Wow. It's been two months since I checked in with Amazon rankings, and saw how indies were doing. In October, my survey showed that while traditional presses still dominated the top 10 in most genres, indie published books owned over 50% of the top 200 Amazon ebooks in romance, fantasy, mystery, thriller, science fiction, and horror genres. It was an amazing coup for indies, at the time. Powerful movement to the top seats across the board in fiction.
I went back last night to peek, and was floored by the results. Here's the survey of the top 20 ebooks on Amazon in many genres. I'd welcome folks pointing out anything they see which I might have missed.
2 major press publications; 2 small press; 16 self published; 17 available on the Kindle Lending Library (KLL).
7 major press publications; 13 self published books; 10 books on KLL. Incidentally, the ONLY AUTHORS in the top 20 fantasy books who were not self published were George R.R. Martin and one book by Stephanie Meyer. With six of the seven titles all by one author (single books and a collection of his books), it's not as good as it looks for major publishers.
2 major press publications; 2 small press published books; 16 self published books; 11 books on KLL.
A bright point for major publishers - 6 major press titles in the top 20; two small press; 12 self published books; 11 books on the KLL. This last is very important - all of the KLL books were self published, which means only one self published book made the top 20 without being in KLL.
A few things stand out here. First, that indie (by which I mean self published) dominance of ebooks has extended. Where once indies were largely excluded from the top 10 but dominant in the top 200, they now control a majority of the top 10 in many genres, and the top 20 in all genres surveyed. That's a dramatic change. In this, the biggest sales period of the year for print publishers, to see indies simply step in and take over such an overwhelming majority of the top seats is unprecedented.
How did it happen?
If you go back to the numbers above, you'll quickly see that the majority of the indie books which made the top 20 were enrolled in Kindle Select, a program which lets writers trade exclusivity on Amazon for entrance into the Kindle Lending Library. There's been enormous debate over whether such a move is worthwhile to indies. Now the early evidence is in - and is strongly in favor of getting at least one book into KLL.
KLL loans out one book per month to all Amazon Prime members with Kindle devices. Those loans count as "sales" for purposes of Amazon Ranking placement, which means if a couple hundred people borrow your book, your ranking will go up very fast. This in turn creates more visibility for the book, which radically boosts overall sales, spurring the book even higher. KLL board are fairly consistently outperforming other Kindle books across the board right now, as a result. In addition, the author is paid a percentage of a monthly pool of money, based on units loaned.

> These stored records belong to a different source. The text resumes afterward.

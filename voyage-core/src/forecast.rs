//! Forecast lookup by rounded position and day, with on-demand ingestion.

use std::sync::Arc;

use chrono::Days;
use tracing::{debug, info, warn};

use crate::alert::{AlertRules, derive_alerts};
use crate::clock::Clock;
use crate::config::FetchSettings;
use crate::error::{AdvisoryError, ProviderError};
use crate::geo::Coordinate;
use crate::model::{DailyForecast, ForecastKey, ForecastSnapshot, HazardAlert, MAX_FORECAST_DAY};
use crate::provider::ForecastProvider;
use crate::store::Storage;

/// Days a provider may deliver in one response.
const MAX_PROVIDER_DAYS: u8 = MAX_FORECAST_DAY + 1;

pub struct ForecastAdapter {
    storage: Arc<dyn Storage>,
    provider: Arc<dyn ForecastProvider>,
    clock: Arc<dyn Clock>,
    rules: AlertRules,
    fetch: FetchSettings,
}

impl ForecastAdapter {
    pub fn new(
        storage: Arc<dyn Storage>,
        provider: Arc<dyn ForecastProvider>,
        clock: Arc<dyn Clock>,
        rules: AlertRules,
        fetch: FetchSettings,
    ) -> Self {
        Self {
            storage,
            provider,
            clock,
            rules,
            fetch,
        }
    }

    /// Stored snapshot for the rounded position, if any.
    pub async fn snapshot(
        &self,
        at: Coordinate,
        day: u8,
    ) -> Result<Option<ForecastSnapshot>, AdvisoryError> {
        check_day(day)?;
        Ok(self.storage.snapshot(ForecastKey::new(at, day)).await?)
    }

    /// True when the snapshot describes `today + day` rather than a day
    /// that has already passed.
    pub fn is_current(&self, snapshot: &ForecastSnapshot) -> bool {
        let today = self.clock.now().date_naive();
        today
            .checked_add_days(Days::new(u64::from(snapshot.key.day)))
            .is_some_and(|date| snapshot.source_date() == date)
    }

    /// Replaces any snapshot stored under the same key.
    pub async fn upsert_snapshot(&self, snapshot: ForecastSnapshot) -> Result<(), AdvisoryError> {
        check_day(snapshot.key.day)?;
        self.storage.replace_snapshot(snapshot).await?;
        Ok(())
    }

    /// Pulls a fresh forecast, stores every day and derives its alerts.
    pub async fn fetch_and_ingest(
        &self,
        at: Coordinate,
    ) -> Result<Vec<ForecastSnapshot>, AdvisoryError> {
        let days = self.fetch.max_days.min(MAX_PROVIDER_DAYS);
        let records = self
            .fetch_bounded(at, days)
            .await
            .map_err(AdvisoryError::ProviderUnavailable)?;

        let now = self.clock.now();
        let mut snapshots = Vec::with_capacity(records.len());
        let mut raised = 0usize;

        for (day, weather) in (0..days).zip(records) {
            let snapshot = ForecastSnapshot::new(at, day, weather, now);
            self.storage.replace_snapshot(snapshot.clone()).await?;

            let candidates = derive_alerts(&snapshot, at, &self.rules, now);
            raised += self.store_alerts(candidates).await?.len();
            snapshots.push(snapshot);
        }

        info!(
            lat = at.lat,
            lon = at.lon,
            days = snapshots.len(),
            alerts = raised,
            "Ingested forecast"
        );

        Ok(snapshots)
    }

    /// Stored snapshot, or a fetch when the key is missing or the stored
    /// row was ingested on an earlier date.
    ///
    /// A transient provider failure is retried once before surfacing.
    pub async fn get_or_fetch(
        &self,
        at: Coordinate,
        day: u8,
    ) -> Result<ForecastSnapshot, AdvisoryError> {
        match self.snapshot(at, day).await? {
            Some(snapshot) if self.is_current(&snapshot) => {
                debug!(lat = at.lat, lon = at.lon, day, "Forecast cache hit");
                return Ok(snapshot);
            }
            Some(stale) => {
                debug!(
                    lat = at.lat,
                    lon = at.lon,
                    day,
                    source_date = %stale.source_date(),
                    "Stored forecast is out of date, refetching"
                );
            }
            None => {}
        }

        match self.fetch_and_ingest(at).await {
            Err(AdvisoryError::ProviderUnavailable(err)) if err.is_transient() => {
                warn!(error = %err, "Forecast fetch failed, retrying once");
                self.fetch_and_ingest(at).await?;
            }
            other => {
                other?;
            }
        }

        self.snapshot(at, day)
            .await?
            .filter(|snapshot| self.is_current(snapshot))
            .ok_or(AdvisoryError::NoForecastAvailable {
                lat: at.rounded().lat,
                lon: at.rounded().lon,
                day,
            })
    }

    /// Dedup-inserts candidates; returns the stored version of each.
    pub async fn store_alerts(
        &self,
        candidates: Vec<HazardAlert>,
    ) -> Result<Vec<HazardAlert>, AdvisoryError> {
        let now = self.clock.now();
        let mut stored = Vec::with_capacity(candidates.len());

        for mut candidate in candidates {
            candidate.refresh_activity(now);
            let (mut alert, inserted) = self.storage.insert_alert_if_absent(candidate).await?;
            if inserted {
                info!(id = %alert.id, severity = %alert.severity, "Raised hazard alert");
            }
            alert.refresh_activity(now);
            stored.push(alert);
        }

        Ok(stored)
    }

    pub fn rules(&self) -> &AlertRules {
        &self.rules
    }

    async fn fetch_bounded(
        &self,
        at: Coordinate,
        days: u8,
    ) -> Result<Vec<DailyForecast>, ProviderError> {
        let timeout = self.fetch.timeout();
        match tokio::time::timeout(timeout, self.provider.daily_forecast(at, days)).await {
            Ok(result) => result,
            Err(_) => Err(ProviderError::Timeout(timeout)),
        }
    }
}

fn check_day(day: u8) -> Result<(), AdvisoryError> {
    if day > MAX_FORECAST_DAY {
        return Err(AdvisoryError::InvalidForecastDay(day));
    }
    Ok(())
}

So the initial numbers, at least, are in. KLL and KDP Select are boosting sales of indies in a very dramatic, very visible way. Coupled with continued insistence by major publishers on charging $10-15 for ebooks, this has accelerated the trend toward indie publishers gaining greater market share. This is bad news for the publishers, who are using the higher prices to help keep print sales alive while transitioning to digital, and who have been working hard to keep their books out of the Kindle Lending Library. They might still be successful on both counts; but their moves are having the side effect of ceding most of the ebook market to competitors.